– Post contains spoilers –
I won’t lie. It’s been quite some time since I last sat down with this series. When I finished volume 19 and saw that it was going to be over a year until volume 21’s release, I decided to just put volume 20 on hold until the last one came out. When I picked up this volume to finally finish this series, I realized I had forgotten the finer details of what previously happened in the series. To be frank, this isn’t a series I would be thrilled to re-read just for the sake of this review. So here it is in all its glory – my limited knowledge review of volume 20 of Cade of Eden that is totally not a year late!
If I recall, this volume picks up after Team Sengoku’s victory over the twisted Nishikiori. Following some farfetched logic from Mariya regarding the purposes of the island’s various structures, the group decides to head toward the final structure, one they believe to be the residential area for the island’s former workers. Upon arriving, the group splits up, with one team scoping out the interior of the decrepit building while other teams are on standby or scout out the surrounding area.
Cage of Eden has begun to suffer a problem that plagues series with bloated casts such as itself. Many characters blend into the whole group and lose their individual identities. It’s a shame considering how unique, or at least quirky, most of these characters were during the early stages of this series. But in this volume, most everyone who isn’t Sengoku, Mariya, Miina, Tokiwa, or Yarai just pops their head out every now and again to say something that could literally be said by any other cast member. The times characters do say something more unique it is usually only because of their specialized knowledge. Yashiro will mention something he knows because he’s an author or Eiken will say something about the footage on his camera, but the dialogue is robotic and rarely reflects any specific character traits. There’s little in-fighting or debate within the group. It’s just the group as a whole working to solve a problem with random characters supplying tidbits of information so they can both remain relevant and move the plot forward at the same time. To be fair to the author, there’s not an easy solution to this problem when plot points need to be covered rapidly, but I feel there could have been some more substance to the conversations regardless. In the end, it is less of the characters becoming bland and more so there not being anything plot-wise to spur differences in opinions or actions. At this point the characters, regardless how unique they are, are just present to put the pieces of the puzzle together and little beyond that.
Speaking of dialogue, wow do these people get bad feelings in the pits of their stomachs a lot. You almost can’t go ten pages without someone saying how they are suspicious of something, might know the answer to a mystery, or have an ominous reaction to a clue. Rarely is there any delivery on these dialogue points, though. People will voice these concerns or thoughts and never really explain them, leaving the audience frustrated and annoyed and the repetitive, cliche, and ultimately useless use of valuable panels here in the penultimate volume. Please, for the love of everything, elaborate on these bad feelings instead of poorly using them for mood building.

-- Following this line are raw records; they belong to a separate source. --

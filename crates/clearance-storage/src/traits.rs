//! Object store seam used by the scan pipeline.

use crate::StorageBackend;
use async_trait::async_trait;
use bytes::Bytes;
use futures::Stream;
use std::pin::Pin;
use thiserror::Error;

/// Failures of a single object operation.
///
/// `NotFound` is kept apart from the rest: callers treat a missing object as a
/// data problem, everything else as an I/O problem.
#[derive(Debug, Error)]
pub enum StorageError {
    #[error("Object write failed: {0}")]
    UploadFailed(String),

    #[error("Object read failed: {0}")]
    DownloadFailed(String),

    #[error("Object delete failed: {0}")]
    DeleteFailed(String),

    #[error("Object copy failed: {0}")]
    CopyFailed(String),

    #[error("Object not found: {0}")]
    NotFound(String),

    #[error("Invalid object key: {0}")]
    InvalidKey(String),

    #[error("Object store error: {0}")]
    BackendError(String),

    #[error("Local storage I/O error: {0}")]
    Io(#[from] std::io::Error),

    #[error("Storage misconfigured: {0}")]
    ConfigError(String),
}

impl StorageError {
    pub fn is_not_found(&self) -> bool {
        matches!(self, StorageError::NotFound(_))
    }
}

/// Result type for storage operations
pub type StorageResult<T> = Result<T, StorageError>;

/// Stream of object chunks returned by [`Storage::download_stream`].
pub type ByteStream = Pin<Box<dyn Stream<Item = Result<Bytes, StorageError>> + Send>>;

/// Key-addressed object store.
///
/// The object store is reliable per key but offers no atomicity across keys:
/// a copy followed by a delete can stop half way, and callers must cope with that.
///
/// **Key format:** see [`crate::keys::KeyLayout`].
#[async_trait]
pub trait Storage: Send + Sync {
    /// Write `data` under `storage_key`, replacing any existing object.
    async fn upload_with_key(&self, storage_key: &str, data: Vec<u8>) -> StorageResult<()>;

    /// Read an object as a stream of chunks. Missing keys yield `NotFound`.
    async fn download_stream(&self, storage_key: &str) -> StorageResult<ByteStream>;

    /// Remove an object. Deleting a missing key succeeds.
    async fn delete(&self, storage_key: &str) -> StorageResult<()>;

    async fn exists(&self, storage_key: &str) -> StorageResult<bool>;

    /// Copy an object, overwriting `to_key`. A missing source yields `NotFound`.
    async fn copy(&self, from_key: &str, to_key: &str) -> StorageResult<()>;

    fn backend_type(&self) -> StorageBackend;
}
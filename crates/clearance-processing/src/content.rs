//! Minimal content-type precondition for extracted members.
//!
//! DICOM Part 10 files start with a 128-byte preamble followed by the magic `DICM`.

use std::fs::File;
use std::io::{Read, Seek, SeekFrom};
use std::path::Path;

use crate::archive::ArchiveError;

pub const PREAMBLE_LEN: u64 = 128;
pub const DICOM_MAGIC: &[u8; 4] = b"DICM";

/// Outcome of the preamble check for a file long enough to carry one.
#[derive(Debug, Clone, Copy, PartialEq, Eq)]
pub enum Preamble {
    Dicom,
    /// Long enough, but the magic is absent. Accepted under the tolerant policy.
    Unrecognized,
}

/// Read the four bytes after the preamble.
///
/// Files shorter than the preamble plus magic are rejected outright.
pub fn check_preamble(path: &Path) -> Result<Preamble, ArchiveError> {
    let mut file = File::open(path)?;
    let len = file.metadata()?.len();
    if len < PREAMBLE_LEN + DICOM_MAGIC.len() as u64 {
        return Err(ArchiveError::TooShort {
            path: path.display().to_string(),
            len,
        });
    }

    let mut magic = [0u8; 4];
    file.seek(SeekFrom::Start(PREAMBLE_LEN))?;
    file.read_exact(&mut magic)?;

    if &magic == DICOM_MAGIC {
        Ok(Preamble::Dicom)
    } else {
        Ok(Preamble::Unrecognized)
    }
}
//! Object key layout.
//!
//! Unscanned objects live at `{temp_prefix}/{owner}/{file_id}`; scanned objects at
//! `{scanned_prefix}/{owner}/{file_id}`. Both backends use the same layout.

use crate::{StorageError, StorageResult};
use clearance_core::constants::{DEFAULT_SCANNED_KEY_PREFIX, DEFAULT_TEMP_KEY_PREFIX};

#[derive(Debug, Clone, PartialEq, Eq)]
pub struct KeyLayout {
    temp_prefix: String,
    scanned_prefix: String,
}

impl Default for KeyLayout {
    fn default() -> Self {
        Self::new(DEFAULT_TEMP_KEY_PREFIX, DEFAULT_SCANNED_KEY_PREFIX)
    }
}

impl KeyLayout {
    pub fn new(temp_prefix: impl Into<String>, scanned_prefix: impl Into<String>) -> Self {
        Self {
            temp_prefix: temp_prefix.into().trim_end_matches('/').to_string(),
            scanned_prefix: scanned_prefix.into().trim_end_matches('/').to_string(),
        }
    }

    /// Key of an object that still awaits scanning.
    pub fn temp_key(&self, owner_user_id: &str, file_id: &str) -> StorageResult<String> {
        build_key(&self.temp_prefix, owner_user_id, file_id)
    }

    /// Key an object is moved to once it has been scanned.
    pub fn scanned_key(&self, owner_user_id: &str, file_id: &str) -> StorageResult<String> {
        build_key(&self.scanned_prefix, owner_user_id, file_id)
    }
}

/// Check a full object key: relative, `/`-separated, every segment valid.
pub fn validate_key(key: &str) -> StorageResult<()> {
    if key.is_empty() || key.starts_with('/') {
        return Err(StorageError::InvalidKey(format!("invalid key: {:?}", key)));
    }
    key.split('/').try_for_each(validate_segment)
}

fn build_key(prefix: &str, owner_user_id: &str, file_id: &str) -> StorageResult<String> {
    validate_segment(owner_user_id)?;
    validate_segment(file_id)?;
    Ok(format!("{}/{}/{}", prefix, owner_user_id, file_id))
}

/// Owner ids and file ids become single key segments and must not smuggle
/// separators or traversal sequences into the key.
fn validate_segment(segment: &str) -> StorageResult<()> {
    if segment.is_empty()
        || segment == "."
        || segment == ".."
        || segment.contains('/')
        || segment.contains('\\')
        || segment.chars().any(char::is_control)
    {
        return Err(StorageError::InvalidKey(format!(
            "invalid key segment: {:?}",
            segment
        )));
    }
    Ok(())
}
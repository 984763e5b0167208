//! Clearance Core Library
//!
//! Domain models, error types and configuration shared by every component of the
//! post-upload scan pipeline: the job queue, the scan orchestrator and the workers.

pub mod config;
pub mod constants;
pub mod error;
pub mod models;
pub mod storage_types;

// Re-export commonly used types
pub use config::{
    ArchiveLimitsConfig, ClamAvConfig, Config, DatabaseConfig, LogFormat, StorageConfig,
    WorkerConfig,
};
pub use error::{JobError, JobResultExt};
pub use storage_types::StorageBackend;
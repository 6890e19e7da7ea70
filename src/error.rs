use thiserror::Error;

/// Convenience alias used by every fallible operation in this crate.
pub type Result<T> = std::result::Result<T, Error>;

#[derive(Debug, Error)]
pub enum Error {
    #[error("Random source failure: {0}")]
    RandomSource(String),

    #[error("Plaintext of {len} bytes exceeds the {max}-byte limit for this key")]
    SizeExceeded { len: usize, max: usize },

    #[error("Malformed input: {0}")]
    MalformedInput(String),

    #[error("Padding check failed: wrong key or corrupted ciphertext")]
    PaddingOrAuth,

    #[error("Engine error: {0}")]
    Engine(String),

    #[error("SPKI error: {0}")]
    Spki(String),

    #[error("Base64 decode error: {0}")]
    Base64(#[from] base64::DecodeError),

    #[error("JSON error: {0}")]
    Json(#[from] serde_json::Error),

    #[error("Invalid configuration: {0}")]
    Config(String),
}

impl Error {
    /// The failure category this error belongs to.
    pub fn kind(&self) -> ErrorKind {
        match self {
            Error::RandomSource(_) => ErrorKind::RandomSourceFailure,
            Error::SizeExceeded { .. } => ErrorKind::SizeExceeded,
            Error::MalformedInput(_) | Error::Spki(_) | Error::Base64(_) => {
                ErrorKind::MalformedInput
            }
            Error::PaddingOrAuth => ErrorKind::PaddingOrAuthFailure,
            Error::Engine(_) => ErrorKind::EngineFailure,
            Error::Json(_) | Error::Config(_) => ErrorKind::Config,
        }
    }
}

impl From<rsa::pkcs8::spki::Error> for Error {
    fn from(err: rsa::pkcs8::spki::Error) -> Self {
        Error::Spki(err.to_string())
    }
}

impl From<rand::Error> for Error {
    fn from(err: rand::Error) -> Self {
        Error::RandomSource(err.to_string())
    }
}

/// Error categories, stable across versions and safe to hand to callers.
#[derive(Debug, Clone, Copy, PartialEq, Eq, Hash, serde::Serialize, serde::Deserialize)]
#[serde(rename_all = "SCREAMING_SNAKE_CASE")]
pub enum ErrorKind {
    RandomSourceFailure,
    SizeExceeded,
    MalformedInput,
    PaddingOrAuthFailure,
    EngineFailure,
    Config,
}

impl std::fmt::Display for ErrorKind {
    fn fmt(&self, f: &mut std::fmt::Formatter<'_>) -> std::fmt::Result {
        let s = match self {
            ErrorKind::RandomSourceFailure => "RANDOM_SOURCE_FAILURE",
            ErrorKind::SizeExceeded => "SIZE_EXCEEDED",
            ErrorKind::MalformedInput => "MALFORMED_INPUT",
            ErrorKind::PaddingOrAuthFailure => "PADDING_OR_AUTH_FAILURE",
            ErrorKind::EngineFailure => "ENGINE_FAILURE",
            ErrorKind::Config => "CONFIG",
        };
        write!(f, "{}", s)
    }
}
use base64::{engine::general_purpose, Engine as _};
use serde::{Deserialize, Serialize};

use crate::asymmetric::PublicKey;
use crate::config::RsaPadding;
use crate::error::{Error, Result};

/// Serializable description of an RSA public key, suitable for storing or
/// publishing alongside data encrypted for it.
#[derive(Serialize, Deserialize, Debug, Clone, PartialEq, Eq)]
pub struct PublicKeyInfo {
    /// Key algorithm, always `"RSA"`
    pub algorithm: String,
    /// Modulus size in bits
    pub modulus_bits: usize,
    /// Encryption padding the key holder expects
    pub padding: RsaPadding,
    /// `sha256:<hex>` fingerprint of the DER encoding
    pub key_id: String,
    /// Base64 DER SubjectPublicKeyInfo
    pub public_key_der: String,
}

impl PublicKeyInfo {
    pub fn from_public_key(public_key: &PublicKey) -> Result<Self> {
        let der = public_key.export()?;
        Ok(Self {
            algorithm: "RSA".to_string(),
            modulus_bits: public_key.modulus_bits(),
            padding: public_key.padding(),
            key_id: public_key.fingerprint()?,
            public_key_der: general_purpose::STANDARD.encode(der),
        })
    }

    /// Rebuild the public key, checking it against the recorded metadata.
    pub fn to_public_key(&self) -> Result<PublicKey> {
        if self.algorithm != "RSA" {
            return Err(Error::MalformedInput(format!(
                "unsupported key algorithm {}",
                self.algorithm
            )));
        }

        let der = general_purpose::STANDARD.decode(&self.public_key_der)?;
        let public_key = PublicKey::load_with(&der, self.padding)?;

        if public_key.modulus_bits() != self.modulus_bits {
            return Err(Error::MalformedInput(format!(
                "modulus is {} bits, descriptor says {}",
                public_key.modulus_bits(),
                self.modulus_bits
            )));
        }
        if public_key.fingerprint()? != self.key_id {
            return Err(Error::MalformedInput("key id does not match key".to_string()));
        }
        Ok(public_key)
    }

    pub fn to_json(&self) -> Result<String> {
        Ok(serde_json::to_string_pretty(self)?)
    }

    pub fn from_json(json: &str) -> Result<Self> {
        Ok(serde_json::from_str(json)?)
    }
}

#[cfg(test)]
mod tests {
    use super::*;
    use crate::asymmetric::AsymmetricKeyPair;
    use crate::error::ErrorKind;

    #[test]
    fn test_public_key_info_roundtrip() {
        let pair = AsymmetricKeyPair::generate_random().unwrap();
        let public_key = pair.extract_public_key();

        let info = public_key.info().unwrap();
        assert_eq!(info.algorithm, "RSA");
        assert_eq!(info.modulus_bits, 2048);
        assert_eq!(info.padding, RsaPadding::OaepSha256);
        assert_eq!(info.key_id, public_key.fingerprint().unwrap());

        let json = info.to_json().unwrap();
        assert!(json.contains("\"padding\": \"oaep-sha256\""));
        let parsed = PublicKeyInfo::from_json(&json).unwrap();
        assert_eq!(parsed, info);

        let restored = parsed.to_public_key().unwrap();
        assert_eq!(restored, public_key);
        let encrypted = restored.encrypt(b"Hello World!").unwrap();
        assert_eq!(pair.decrypt(&encrypted).unwrap(), b"Hello World!");

        let mut wrong_id = info.clone();
        wrong_id.key_id = "sha256:00".to_string();
        assert_eq!(
            wrong_id.to_public_key().unwrap_err().kind(),
            ErrorKind::MalformedInput
        );

        let mut wrong_bits = info.clone();
        wrong_bits.modulus_bits = 4096;
        assert_eq!(
            wrong_bits.to_public_key().unwrap_err().kind(),
            ErrorKind::MalformedInput
        );

        let mut wrong_algorithm = info;
        wrong_algorithm.algorithm = "EC".to_string();
        assert_eq!(
            wrong_algorithm.to_public_key().unwrap_err().kind(),
            ErrorKind::MalformedInput
        );
    }

    #[test]
    fn test_public_key_info_rejects_bad_base64() {
        let info = PublicKeyInfo {
            algorithm: "RSA".to_string(),
            modulus_bits: 2048,
            padding: RsaPadding::Pkcs1v15,
            key_id: "sha256:00".to_string(),
            public_key_der: "***".to_string(),
        };
        assert!(matches!(info.to_public_key(), Err(Error::Base64(_))));
    }
}
// Gateway module - controls public API for handlers
// Modules are private, only exported symbols are public

mod metrics;
mod root;

pub use metrics::metrics_handler;
pub use root::{root_handler, GREETING};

A majority of this volume is dedicated to the interior group (AKA the group with everyone that matters besides the two Miinas) exploring the final structure. They wander from room to room, discussing various clues about the island’s past that they come across. It’s pretty much a pattern: enter room, find clue, discuss clue, move to next room, repeat. It’s a fairly boring structure, but it is nice to actually learn some things about the island, even if they are ridiculous revelations. It’s been twenty volumes. I’ll take anything. I just wish there could have been some sort of antagonist more actively present to mix up the happenings in this volume. There’s a promise of one final showdown with the beasts before the end and foreshadowing of another threat, so hopefully the final volume won’t be as mundane.
There’s also a scene that was likely intended to be a lot more emotional than it came across where a certain character meets their end. And it probably would have been an effective scene had there not been a huge neon arrow pointing at the character right before the scene. I mean this metaphorically of course. But any time characters get unusual amounts of focus, it raises red flags.
Cage of Eden has had its fair share of problems over its run. That’s to be expected, though. It is the Lost of manga, after all. Even if the mysteries aren’t all unraveling in a satisfying manner, it’s still been fun seeing this group of survivors overcome all the obstacles placed in their way. We’ll learn their ultimate fate next volume, and hopefully it will be a rewarding end to the series, giving most of the characters a time to shine in their own right and not through bland dialogue snippets. I’m looking forward to it, half because I’m interested and half because I’ve already come this far. So why not, right?